** Exercise aim **
Which lines of the records contain the word "GeometryError"? Copy each one.

(Saved entries)

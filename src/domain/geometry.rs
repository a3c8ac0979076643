//! Boundary Geometry
//!
//! Country outlines as GeoJSON-shaped polygons, the validity check applied
//! before a boundary is emitted, and the Feature/FeatureCollection types the
//! map front end consumes.

use crate::domain::errors::GeometryError;
use crate::domain::value_objects::FeatureStyle;
use serde::{Deserialize, Serialize};

/// A `[longitude, latitude]` position.
///
/// Extra ordinates (altitude) are accepted on read and dropped.
#[derive(Debug, Clone, Copy, PartialEq, Serialize, Deserialize)]
#[serde(try_from = "Vec<f64>", into = "[f64; 2]")]
pub struct Position {
    pub lon: f64,
    pub lat: f64,
}

impl Position {
    pub fn new(lon: f64, lat: f64) -> Self {
        Self { lon, lat }
    }
}

impl TryFrom<Vec<f64>> for Position {
    type Error = String;

    fn try_from(ordinates: Vec<f64>) -> Result<Self, Self::Error> {
        match ordinates.as_slice() {
            [lon, lat, ..] => Ok(Self::new(*lon, *lat)),
            _ => Err(format!(
                "position needs at least 2 ordinates, got {}",
                ordinates.len()
            )),
        }
    }
}

impl From<Position> for [f64; 2] {
    fn from(p: Position) -> Self {
        [p.lon, p.lat]
    }
}

/// A closed linear ring; first and last positions are equal.
pub type Ring = Vec<Position>;

/// Polygon or multipolygon outline of one country.
///
/// Serializes to a GeoJSON geometry object
/// (`{"type": "Polygon", "coordinates": [...]}`).
#[derive(Debug, Clone, PartialEq, Serialize, Deserialize)]
#[serde(tag = "type", content = "coordinates")]
pub enum BoundaryGeometry {
    /// Exterior ring followed by holes
    Polygon(Vec<Ring>),
    MultiPolygon(Vec<Vec<Ring>>),
}

/// Why a geometry failed the validity check.
#[derive(Debug, Clone, PartialEq, Eq, thiserror::Error)]
pub enum ValidityError {
    #[error("geometry has no polygons")]
    Empty,
    #[error("polygon has no rings")]
    EmptyPolygon,
    #[error("ring has {0} distinct positions, needs at least 4")]
    TooFewPositions(usize),
    #[error("ring is not closed")]
    UnclosedRing,
    #[error("coordinate is not finite")]
    NonFinite,
    #[error("ring encloses zero area")]
    ZeroArea,
    #[error("ring intersects itself")]
    SelfIntersection,
    #[error("hole crosses its exterior ring")]
    HoleCrossesShell,
    #[error("hole lies outside its exterior ring")]
    HoleOutsideShell,
    #[error("holes of one polygon overlap")]
    OverlappingHoles,
    #[error("multipolygon parts overlap")]
    OverlappingParts,
}

impl BoundaryGeometry {
    /// Read a GeoJSON geometry object.
    ///
    /// Only `Polygon` and `MultiPolygon` describe an outline; anything else
    /// (e.g. the `Point` a provider returns for an unmapped place) is
    /// rejected.
    pub fn from_geojson(value: &serde_json::Value) -> Result<Self, GeometryError> {
        let kind = value
            .get("type")
            .and_then(serde_json::Value::as_str)
            .unwrap_or_default();

        match kind {
            "Polygon" | "MultiPolygon" => Ok(Self::deserialize(value)?),
            other => Err(GeometryError::UnsupportedType(other.to_string())),
        }
    }

    /// Polygons making up this geometry, each as exterior ring + holes.
    pub fn polygons(&self) -> Vec<&[Ring]> {
        match self {
            Self::Polygon(rings) => vec![rings.as_slice()],
            Self::MultiPolygon(polygons) => polygons.iter().map(Vec::as_slice).collect(),
        }
    }

    /// Total number of positions across every ring.
    pub fn position_count(&self) -> usize {
        self.polygons()
            .iter()
            .flat_map(|rings| rings.iter())
            .map(Vec::len)
            .sum()
    }

    pub fn is_valid(&self) -> bool {
        self.validate().is_ok()
    }

    /// Check the geometry is a valid area.
    ///
    /// Every ring is closed, finite, has at least three distinct vertices,
    /// encloses area and does not cross or touch itself. Holes lie inside
    /// their exterior ring without crossing it or each other. Parts of a
    /// multipolygon may touch at points but their interiors do not overlap.
    pub fn validate(&self) -> Result<(), ValidityError> {
        let polygons = self.polygons();
        if polygons.is_empty() {
            return Err(ValidityError::Empty);
        }

        for rings in &polygons {
            if rings.is_empty() {
                return Err(ValidityError::EmptyPolygon);
            }
            for ring in rings.iter() {
                validate_ring(ring)?;
            }
            validate_holes(rings)?;
        }

        for (i, a) in polygons.iter().enumerate() {
            for b in &polygons[i + 1..] {
                if parts_overlap(a, b) {
                    return Err(ValidityError::OverlappingParts);
                }
            }
        }
        Ok(())
    }
}

fn validate_ring(ring: &[Position]) -> Result<(), ValidityError> {
    if ring.iter().any(|p| !p.lon.is_finite() || !p.lat.is_finite()) {
        return Err(ValidityError::NonFinite);
    }

    // Repeated consecutive vertices are legal and would otherwise look like
    // touching segments.
    let mut points: Vec<Position> = Vec::with_capacity(ring.len());
    for p in ring {
        if points.last() != Some(p) {
            points.push(*p);
        }
    }

    if points.first() != points.last() {
        return Err(ValidityError::UnclosedRing);
    }
    if points.len() < 4 {
        return Err(ValidityError::TooFewPositions(points.len()));
    }
    if self_intersects(&points) {
        return Err(ValidityError::SelfIntersection);
    }
    if signed_area(&points) == 0.0 {
        return Err(ValidityError::ZeroArea);
    }
    Ok(())
}

/// Holes must sit inside the shell and stay clear of each other. Rings
/// are already known to be individually valid.
fn validate_holes(rings: &[Ring]) -> Result<(), ValidityError> {
    let Some((shell, holes)) = rings.split_first() else {
        return Ok(());
    };

    for hole in holes {
        if rings_cross(shell, hole) {
            return Err(ValidityError::HoleCrossesShell);
        }
        // Boundaries do not cross, so one off-boundary point of the hole
        // tells which side of the shell the whole hole is on.
        match sample_point(hole, shell).map(|p| locate(p, shell)) {
            Some(PointLocation::Inside) => {}
            _ => return Err(ValidityError::HoleOutsideShell),
        }
    }

    for (i, a) in holes.iter().enumerate() {
        for b in &holes[i + 1..] {
            if rings_overlap(a, b) {
                return Err(ValidityError::OverlappingHoles);
            }
        }
    }
    Ok(())
}

/// Whether the interiors of two polygons (shell + holes) overlap. A part
/// lying inside another part's hole is fine.
fn parts_overlap(a: &[Ring], b: &[Ring]) -> bool {
    let (Some((shell_a, holes_a)), Some((shell_b, holes_b))) = (a.split_first(), b.split_first())
    else {
        return false;
    };

    if !bounds_touch(shell_a, shell_b) {
        return false;
    }
    if rings_cross(shell_a, shell_b) {
        return true;
    }

    let nested = |inner: &Ring, outer: &Ring, outer_holes: &[Ring]| {
        sample_point(inner, outer).map(|p| locate(p, outer)) == Some(PointLocation::Inside)
            && !outer_holes.iter().any(|hole| fits_inside(inner, hole))
    };
    nested(shell_b, shell_a, holes_a) || nested(shell_a, shell_b, holes_b)
}

/// Whether `inner` lies within `outer` without crossing it.
fn fits_inside(inner: &Ring, outer: &Ring) -> bool {
    !rings_cross(inner, outer)
        && sample_point(inner, outer).map(|p| locate(p, outer)) == Some(PointLocation::Inside)
}

/// Whether two simple rings share interior area.
fn rings_overlap(a: &Ring, b: &Ring) -> bool {
    if !bounds_touch(a, b) {
        return false;
    }
    if rings_cross(a, b) {
        return true;
    }
    let inside = |x: &Ring, y: &Ring| {
        sample_point(x, y).map(|p| locate(p, y)) == Some(PointLocation::Inside)
    };
    inside(a, b) || inside(b, a)
}

#[derive(Debug, Clone, Copy, PartialEq, Eq)]
enum PointLocation {
    Inside,
    Boundary,
    Outside,
}

/// Even-odd ray cast, with points on an edge reported as `Boundary`.
fn locate(p: Position, ring: &[Position]) -> PointLocation {
    let mut inside = false;
    for w in ring.windows(2) {
        let (a, b) = (w[0], w[1]);
        if orientation(a, b, p) == 0.0 && within_bounds(a, b, p) {
            return PointLocation::Boundary;
        }
        if (a.lat > p.lat) != (b.lat > p.lat) {
            let x = a.lon + (p.lat - a.lat) * (b.lon - a.lon) / (b.lat - a.lat);
            if p.lon < x {
                inside = !inside;
            }
        }
    }
    if inside {
        PointLocation::Inside
    } else {
        PointLocation::Outside
    }
}

/// First vertex, then first edge midpoint, of `ring` not on `other`'s
/// boundary.
fn sample_point(ring: &[Position], other: &[Position]) -> Option<Position> {
    let midpoints = ring
        .windows(2)
        .map(|w| Position::new((w[0].lon + w[1].lon) / 2.0, (w[0].lat + w[1].lat) / 2.0));
    ring.iter()
        .copied()
        .chain(midpoints)
        .find(|&p| locate(p, other) != PointLocation::Boundary)
}

fn bounds(ring: &[Position]) -> (f64, f64, f64, f64) {
    ring.iter().fold(
        (f64::INFINITY, f64::INFINITY, f64::NEG_INFINITY, f64::NEG_INFINITY),
        |(min_lon, min_lat, max_lon, max_lat), p| {
            (min_lon.min(p.lon), min_lat.min(p.lat), max_lon.max(p.lon), max_lat.max(p.lat))
        },
    )
}

fn bounds_touch(a: &[Position], b: &[Position]) -> bool {
    let (a_min_lon, a_min_lat, a_max_lon, a_max_lat) = bounds(a);
    let (b_min_lon, b_min_lat, b_max_lon, b_max_lat) = bounds(b);
    a_min_lon <= b_max_lon && b_min_lon <= a_max_lon && a_min_lat <= b_max_lat && b_min_lat <= a_max_lat
}

/// Whether an edge of `a` properly crosses, or runs along, an edge of `b`.
/// Touching at isolated points does not count.
///
/// Same sweep as [`self_intersects`], comparing only edges from different
/// rings.
fn rings_cross(a: &[Position], b: &[Position]) -> bool {
    let segments: Vec<(bool, Position, Position)> = a
        .windows(2)
        .map(|w| (false, w[0], w[1]))
        .chain(b.windows(2).map(|w| (true, w[0], w[1])))
        .collect();
    let min_lon = |i: usize| segments[i].1.lon.min(segments[i].2.lon);
    let max_lon = |i: usize| segments[i].1.lon.max(segments[i].2.lon);

    let mut order: Vec<usize> = (0..segments.len()).collect();
    order.sort_by(|&x, &y| min_lon(x).total_cmp(&min_lon(y)));

    let mut active: Vec<usize> = Vec::new();
    for i in order {
        let start = min_lon(i);
        active.retain(|&j| max_lon(j) >= start);

        let (from_b, p1, p2) = segments[i];
        for &j in &active {
            let (other_b, q1, q2) = segments[j];
            if from_b != other_b && segments_cross(p1, p2, q1, q2) {
                return true;
            }
        }
        active.push(i);
    }
    false
}

/// Proper crossing, or collinear overlap of positive length.
fn segments_cross(p1: Position, p2: Position, q1: Position, q2: Position) -> bool {
    let d1 = orientation(q1, q2, p1);
    let d2 = orientation(q1, q2, p2);
    let d3 = orientation(p1, p2, q1);
    let d4 = orientation(p1, p2, q2);

    if d1 * d2 < 0.0 && d3 * d4 < 0.0 {
        return true;
    }
    if d1 != 0.0 || d2 != 0.0 || q1 == q2 || p1 == p2 {
        return false;
    }

    // Collinear: compare extents along the dominant axis.
    let along_lon = (q2.lon - q1.lon).abs() >= (q2.lat - q1.lat).abs();
    let coord = |p: Position| if along_lon { p.lon } else { p.lat };
    let (p_lo, p_hi) = (coord(p1).min(coord(p2)), coord(p1).max(coord(p2)));
    let (q_lo, q_hi) = (coord(q1).min(coord(q2)), coord(q1).max(coord(q2)));
    p_hi.min(q_hi) > p_lo.max(q_lo)
}

fn signed_area(ring: &[Position]) -> f64 {
    ring.windows(2)
        .map(|w| w[0].lon * w[1].lat - w[1].lon * w[0].lat)
        .sum::<f64>()
        / 2.0
}

/// Sweep over segments ordered by min longitude; only segments whose
/// longitude spans overlap are compared.
fn self_intersects(ring: &[Position]) -> bool {
    let n = ring.len() - 1;
    let segment = |i: usize| (ring[i], ring[i + 1]);
    let min_lon = |i: usize| ring[i].lon.min(ring[i + 1].lon);
    let max_lon = |i: usize| ring[i].lon.max(ring[i + 1].lon);
    let adjacent = |i: usize, j: usize| (i + 1) % n == j || (j + 1) % n == i;

    let mut order: Vec<usize> = (0..n).collect();
    order.sort_by(|&a, &b| min_lon(a).total_cmp(&min_lon(b)));

    let mut active: Vec<usize> = Vec::new();
    for i in order {
        let start = min_lon(i);
        active.retain(|&j| max_lon(j) >= start);

        let (p1, p2) = segment(i);
        for &j in &active {
            if adjacent(i, j) {
                continue;
            }
            let (q1, q2) = segment(j);
            if segments_intersect(p1, p2, q1, q2) {
                return true;
            }
        }
        active.push(i);
    }
    false
}

fn orientation(a: Position, b: Position, c: Position) -> f64 {
    (b.lon - a.lon) * (c.lat - a.lat) - (b.lat - a.lat) * (c.lon - a.lon)
}

fn within_bounds(a: Position, b: Position, p: Position) -> bool {
    p.lon >= a.lon.min(b.lon)
        && p.lon <= a.lon.max(b.lon)
        && p.lat >= a.lat.min(b.lat)
        && p.lat <= a.lat.max(b.lat)
}

fn segments_intersect(p1: Position, p2: Position, q1: Position, q2: Position) -> bool {
    let d1 = orientation(q1, q2, p1);
    let d2 = orientation(q1, q2, p2);
    let d3 = orientation(p1, p2, q1);
    let d4 = orientation(p1, p2, q2);

    if ((d1 > 0.0 && d2 < 0.0) || (d1 < 0.0 && d2 > 0.0))
        && ((d3 > 0.0 && d4 < 0.0) || (d3 < 0.0 && d4 > 0.0))
    {
        return true;
    }

    (d1 == 0.0 && within_bounds(q1, q2, p1))
        || (d2 == 0.0 && within_bounds(q1, q2, p2))
        || (d3 == 0.0 && within_bounds(p1, p2, q1))
        || (d4 == 0.0 && within_bounds(p1, p2, q2))
}

/// Properties carried by a country feature.
#[derive(Debug, Clone, PartialEq, Serialize, Deserialize)]
pub struct FeatureProperties {
    pub iso_code: String,
    pub style: FeatureStyle,
}

/// A GeoJSON Feature wrapping one country boundary.
#[derive(Debug, Clone, PartialEq, Serialize, Deserialize)]
pub struct Feature {
    #[serde(rename = "type")]
    pub kind: String,
    pub properties: FeatureProperties,
    pub geometry: BoundaryGeometry,
}

impl Feature {
    /// A country feature with the fixed map style.
    pub fn country(iso3: impl Into<String>, geometry: BoundaryGeometry) -> Self {
        Self {
            kind: "Feature".to_string(),
            properties: FeatureProperties {
                iso_code: iso3.into(),
                style: FeatureStyle::default(),
            },
            geometry,
        }
    }
}

/// A GeoJSON FeatureCollection of country features.
#[derive(Debug, Clone, PartialEq, Serialize, Deserialize)]
pub struct FeatureCollection {
    #[serde(rename = "type")]
    pub kind: String,
    pub features: Vec<Feature>,
}

impl FeatureCollection {
    pub fn new(features: Vec<Feature>) -> Self {
        Self {
            kind: "FeatureCollection".to_string(),
            features,
        }
    }

    /// ISO codes of the features, in order.
    pub fn iso_codes(&self) -> Vec<&str> {
        self.features
            .iter()
            .map(|f| f.properties.iso_code.as_str())
            .collect()
    }

    pub fn len(&self) -> usize {
        self.features.len()
    }

    pub fn is_empty(&self) -> bool {
        self.features.is_empty()
    }
}

impl Default for FeatureCollection {
    fn default() -> Self {
        Self::new(Vec::new())
    }
}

** The completed task **
use crate::domain::errors::GeometryError;
    pub fn from_geojson(value: &serde_json::Value) -> Result<Self, GeometryError> {
            other => Err(GeometryError::UnsupportedType(other.to_string())),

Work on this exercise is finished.